Joint Event on 2nd International Conference on Wound Care, Tissue Repair and Regenerative Medicine & World Congress on Microbiology & Applied Microbiology
February 21-22, 2019 | Paris, France

Henry M Sobell

University of Rochester, USA

Posters & Accepted Abstracts : J Trauma Crit Care

DOI: 10.4066/2591-7358-C1-003

Abstract:

Premeltons are examples of emergent structures (i.e., structural solitons) that arise spontaneously in DNA due to the presence of nonlinear excitations in its structure. They are of two kinds: B-B (or A-A) premeltons form at specific DNA-regions to nucleate site-specific DNA melting. These are stationary and, being globally nontopological, undergo breather motions that allow drugs and dyes to intercalate into DNA. B-A (or A-B) premeltons, on the other hand, are mobile and being globally topological, act as phase-boundaries transforming Binto A- DNA during the structural phase-transition. They are not expected to undergo breather-motions. A key feature of both types of premeltons is the presence of an intermediate structural-form in their central regions (proposed as being a transition-state intermediate in DNA-melting and in the B- to A- transition), which differs from either A- or B- DNA. Called beta-DNA, this is both metastable and hyperflexible-and contains an alternating sugar-puckering pattern along the polymer-backbone combined with the partial-unstacking (in its lower energy-forms) of every other base-pair. Beta-DNA is connected to either B- or to A- DNA on either side by boundaries possessing a gradation of nonlinear structural-change, these being called the kink and the antikink regions.
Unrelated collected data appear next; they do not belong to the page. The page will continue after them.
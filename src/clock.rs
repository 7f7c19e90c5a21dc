//! Simulation clock: advances simulated time and drives the hardware.
//!
//! The clock runs on its own thread and owns the actuator and the display
//! for as long as it runs. On every tick it:
//!
//! 1. fires any feeder action whose time of day was reached,
//! 2. finds the moon's altitude and phase angle for the current instant,
//! 3. moves the positioner,
//! 4. paints the sky color,
//!
//! then sleeps for the real-time equivalent of one tick and moves simulated
//! time forward. It stops when the cycle is over, when the shared `running`
//! flag is cleared, or on the first hardware error.
//!
//! ## Rust concepts
//! - `Box<dyn Trait>` to own an adapter chosen at runtime
//! - Returning `self` from a thread so the owner can reuse it
//! - Sleeping in short slices to stay responsive to a stop flag

use crate::actuator::{Actuator, LightDisplay};
use crate::compositor::{Lighting, compose, is_daylight};
use crate::error::TickError;
use crate::feeder::{FeederAction, FeederMotion, FeederState, FeederTrigger, feeder_state};
use crate::model::{altitude, find_entry};
use crate::state::{SharedState, SimSettings, SimulationState};
use crate::{Color, is_running};
use chrono::{NaiveDateTime, TimeDelta, Timelike};
use serde::Serialize;
use std::sync::atomic::AtomicBool;
use std::sync::{Arc, Mutex, PoisonError};
use std::thread;
use std::time::Duration;

/// Longest uninterrupted sleep between stop-flag checks.
const SLEEP_SLICE: Duration = Duration::from_millis(100);

/// Positioner angle when no moon is up during the day.
const DAYLIGHT_ALTITUDE: f64 = 90.0;

// ── Status ───────────────────────────────────────────────────────────

/// Lifecycle of the clock thread.
#[derive(Clone, Copy, Debug, Default, PartialEq, Eq, Serialize, utoipa::ToSchema)]
#[serde(rename_all = "snake_case")]
pub enum ClockPhase {
    #[default]
    NotStarted,
    Running,
    Stopped,
}

/// What the clock did last. Written only by the clock thread.
#[derive(Clone, Debug, Default, PartialEq, Serialize, utoipa::ToSchema)]
pub struct ClockStatus {
    pub phase: ClockPhase,
    /// Simulated instant of the last tick
    #[schema(value_type = Option<String>, example = "2025-06-01T18:00:00")]
    pub sim_time: Option<NaiveDateTime>,
    /// Schedule day whose moon was up, if any
    pub day: Option<u32>,
    pub altitude: Option<f64>,
    pub phase_angle: Option<f64>,
    #[schema(value_type = Option<String>, example = "FF0000")]
    pub color: Option<Color>,
    pub feeder: Option<FeederState>,
    /// Ticks completed since the last start
    pub ticks: u64,
}

impl ClockStatus {
    fn record(&mut self, report: &TickReport) {
        self.sim_time = Some(report.sim_time);
        self.day = report.day;
        self.altitude = Some(report.altitude);
        self.phase_angle = Some(report.phase_angle);
        self.color = Some(report.lighting.color);
        self.feeder = Some(report.feeder);
        self.ticks += 1;
    }
}

/// Outcome of a single tick.
#[derive(Clone, Debug, PartialEq)]
pub struct TickReport {
    pub sim_time: NaiveDateTime,
    pub day: Option<u32>,
    pub altitude: f64,
    pub phase_angle: f64,
    pub lighting: Lighting,
    pub feeder: FeederState,
    pub actions: Vec<FeederAction>,
}

/// Real time one tick lasts for `settings`.
///
/// A pause too long for `Duration` saturates; the clock then just waits
/// in slices until it is stopped or the settings change.
pub fn tick_sleep(settings: &SimSettings, tick_minutes: u32) -> Duration {
    let secs = f64::from(tick_minutes) * settings.real_secs_per_sim_minute();
    Duration::try_from_secs_f64(secs).unwrap_or(Duration::MAX)
}

// ── Clock ────────────────────────────────────────────────────────────

/// The tick loop and the hardware it drives.
pub struct SimulationClock {
    actuator: Box<dyn Actuator>,
    display: Box<dyn LightDisplay>,
    motion: FeederMotion,
    trigger: FeederTrigger,
    tick_minutes: u32,
    sim_time: Option<NaiveDateTime>,
    generation: Option<u64>,
}

impl SimulationClock {
    pub fn new(
        actuator: Box<dyn Actuator>,
        display: Box<dyn LightDisplay>,
        motion: FeederMotion,
        tick_minutes: u32,
    ) -> Self {
        Self {
            actuator,
            display,
            motion,
            trigger: FeederTrigger::new(),
            tick_minutes: tick_minutes.max(1),
            sim_time: None,
            generation: None,
        }
    }

    pub fn sim_time(&self) -> Option<NaiveDateTime> {
        self.sim_time
    }

    /// Forget progress so the next tick starts at the cycle start.
    pub fn rewind(&mut self) {
        self.sim_time = None;
        self.generation = None;
        self.trigger.reset();
    }

    /// Follow `state` to a new cycle if it was rebuilt since the last tick.
    fn sync(&mut self, state: &SimulationState) -> NaiveDateTime {
        match self.sim_time {
            Some(t) if self.generation == Some(state.generation) => t,
            _ => {
                if self.generation.is_some() {
                    tracing::info!("Schedule rebuilt, restarting cycle at {}", state.cycle_start);
                }
                self.generation = Some(state.generation);
                self.trigger.reset();
                self.sim_time = Some(state.cycle_start);
                state.cycle_start
            }
        }
    }

    /// Whether simulated time has run past the end of the cycle.
    pub fn is_finished(&mut self, state: &SimulationState) -> bool {
        self.sync(state) >= state.cycle_end()
    }

    /// Run one tick against `state` and advance simulated time.
    pub fn tick(&mut self, state: &SimulationState) -> Result<TickReport, TickError> {
        let now = self.sync(state);
        let settings = &state.settings;

        let feeder = feeder_state(now.time(), settings.feed_drop, settings.feed_reset);
        tracing::debug!(?feeder, "feeder state at {}", now);
        let actions = self
            .trigger
            .observe(now, settings.feed_drop, settings.feed_reset);
        for action in &actions {
            self.motion.perform(*action, self.actuator.as_mut())?;
        }

        let (day, altitude, phase_angle) =
            match find_entry(state.schedule(), state.cycle_start, now) {
                Some(entry) => (
                    Some(entry.day),
                    altitude(entry, now, state.cycle_start),
                    entry.phase_angle,
                ),
                None if is_daylight(now.hour()) => (None, DAYLIGHT_ALTITUDE, 0.0),
                None => (None, 0.0, 0.0),
            };

        self.actuator.set_position(altitude)?;

        let lighting = compose(now.hour(), phase_angle, settings.moon_color);
        self.display.render(lighting.color)?;

        self.sim_time = Some(now + TimeDelta::minutes(i64::from(self.tick_minutes)));

        Ok(TickReport {
            sim_time: now,
            day,
            altitude,
            phase_angle,
            lighting,
            feeder,
            actions,
        })
    }

    /// Tick until the cycle ends, `running` is cleared, or a tick fails.
    ///
    /// Returns the clock so a later `start` can run it again.
    pub fn run(
        mut self,
        shared: SharedState,
        status: Arc<Mutex<ClockStatus>>,
        running: Arc<AtomicBool>,
    ) -> Self {
        self.rewind();
        {
            let mut s = status.lock().unwrap_or_else(PoisonError::into_inner);
            *s = ClockStatus {
                phase: ClockPhase::Running,
                ..ClockStatus::default()
            };
        }
        tracing::info!("Simulation started");

        while is_running(&running) {
            let state = shared.snapshot();
            if self.is_finished(&state) {
                tracing::info!("Lunar cycle complete");
                break;
            }

            match self.tick(&state) {
                Ok(report) => {
                    tracing::info!(
                        "{} | day {} | altitude {:.1} | phase angle {:.1} | color #{}",
                        report.sim_time.format("%Y-%m-%d %H:%M"),
                        report.day.map_or_else(|| "-".to_string(), |d| d.to_string()),
                        report.altitude,
                        report.phase_angle,
                        report.lighting.color,
                    );
                    status
                        .lock()
                        .unwrap_or_else(PoisonError::into_inner)
                        .record(&report);
                }
                Err(e) => {
                    tracing::error!("Tick failed, stopping simulation: {}", e);
                    break;
                }
            }

            let pause = tick_sleep(&state.settings, self.tick_minutes);
            sleep_sliced(pause, &running, || {
                shared.snapshot().generation != state.generation
            });
        }

        status
            .lock()
            .unwrap_or_else(PoisonError::into_inner)
            .phase = ClockPhase::Stopped;
        tracing::info!("Simulation stopped");
        self
    }
}

/// Sleep for `total`, waking early if `running` is cleared or
/// `interrupted` returns true.
fn sleep_sliced(total: Duration, running: &AtomicBool, interrupted: impl Fn() -> bool) {
    let mut remaining = total;
    while !remaining.is_zero() && is_running(running) && !interrupted() {
        let slice = remaining.min(SLEEP_SLICE);
        thread::sleep(slice);
        remaining -= slice;
    }
}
The presence of premeltons in DNA leads to a unifying theory to understand much of DNA physical-chemistry and molecular-biology. In particular, premeltons are predicted to define the 5’ and 3’ ends of genes in naked-DNA and DNA in active-chromatin, this having important implications for understanding physical aspects of the initiation, elongation and termination of RNAsynthesis during transcription. For these and other reasons, the model will be of broader interest to the general audience working in these areas. The model explains a wide variety of data, and carries within it a number of experimental predictions – all readily testable – as will be described in my talk.

Biography:

Henry M Sobell was born in Los Angeles, California November 7, 1935, and grew up in Brooklyn, New York, where he attended Brooklyn Technical High School (1948-1952), Columbia College (1952-1956) and the University of Virginia School of Medicine (1956- 1960). Instead of practicing clinical medicine, He went to the Massachusetts Institute of Technology, Cambridge, Massachusetts, to join Professor Alexander Rich in the Department of Biology (1960-1965) where, as a Helen Hay Whitney Postdoctoral Fellow, he learned the technique of single-crystal X-ray analysis. He joined the Chemistry Department at the University of Rochester, College of Arts and Sciences and was then jointly appointed to the Department of Biophysics at the University of Rochester School of Medicine and Dentistry, becoming a full professor in both departments (1965-1993). He is internationally renowned for his pioneering contributions to the understanding of how the anticancer agent, actinomycin D, binds to DNA and exerts its mechanism of action. Using the technique of X-ray crystallography, he and his research colleague, Shri C. Jain, solved the structure of a crystalline complex containing actinomycin and deoxyguanosine, and the information obtained from their study led them to propose a model to understand the general features of how actinomycin binds to DNA.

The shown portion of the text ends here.